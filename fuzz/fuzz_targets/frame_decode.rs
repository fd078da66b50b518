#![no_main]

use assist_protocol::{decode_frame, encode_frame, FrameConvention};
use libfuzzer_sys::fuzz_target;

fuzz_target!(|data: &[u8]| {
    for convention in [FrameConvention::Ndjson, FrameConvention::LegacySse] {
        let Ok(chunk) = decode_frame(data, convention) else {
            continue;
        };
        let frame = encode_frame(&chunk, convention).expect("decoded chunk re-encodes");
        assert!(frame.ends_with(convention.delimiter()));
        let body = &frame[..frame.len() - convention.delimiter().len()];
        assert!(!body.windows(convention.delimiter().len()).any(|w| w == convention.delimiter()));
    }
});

_ _ _

» What you are asked to do: The whole of the data is to be returned with every line intact.

» Task output:
filename fuzz/fuzz_targets/frame_decode.rs
repository fd078da66b50b518
#![no_main]

use assist_protocol::{decode_frame, encode_frame, FrameConvention};
use libfuzzer_sys::fuzz_target;

fuzz_target!(|data: &[u8]| {
    for convention in [FrameConvention::Ndjson, FrameConvention::LegacySse] {
        let Ok(chunk) = decode_frame(data, convention) else {
            continue;
        };
        let frame = encode_frame(&chunk, convention).expect("decoded chunk re-encodes");
        assert!(frame.ends_with(convention.delimiter()));
        let body = &frame[..frame.len() - convention.delimiter().len()];
        assert!(!body.windows(convention.delimiter().len()).any(|w| w == convention.delimiter()));
    }
});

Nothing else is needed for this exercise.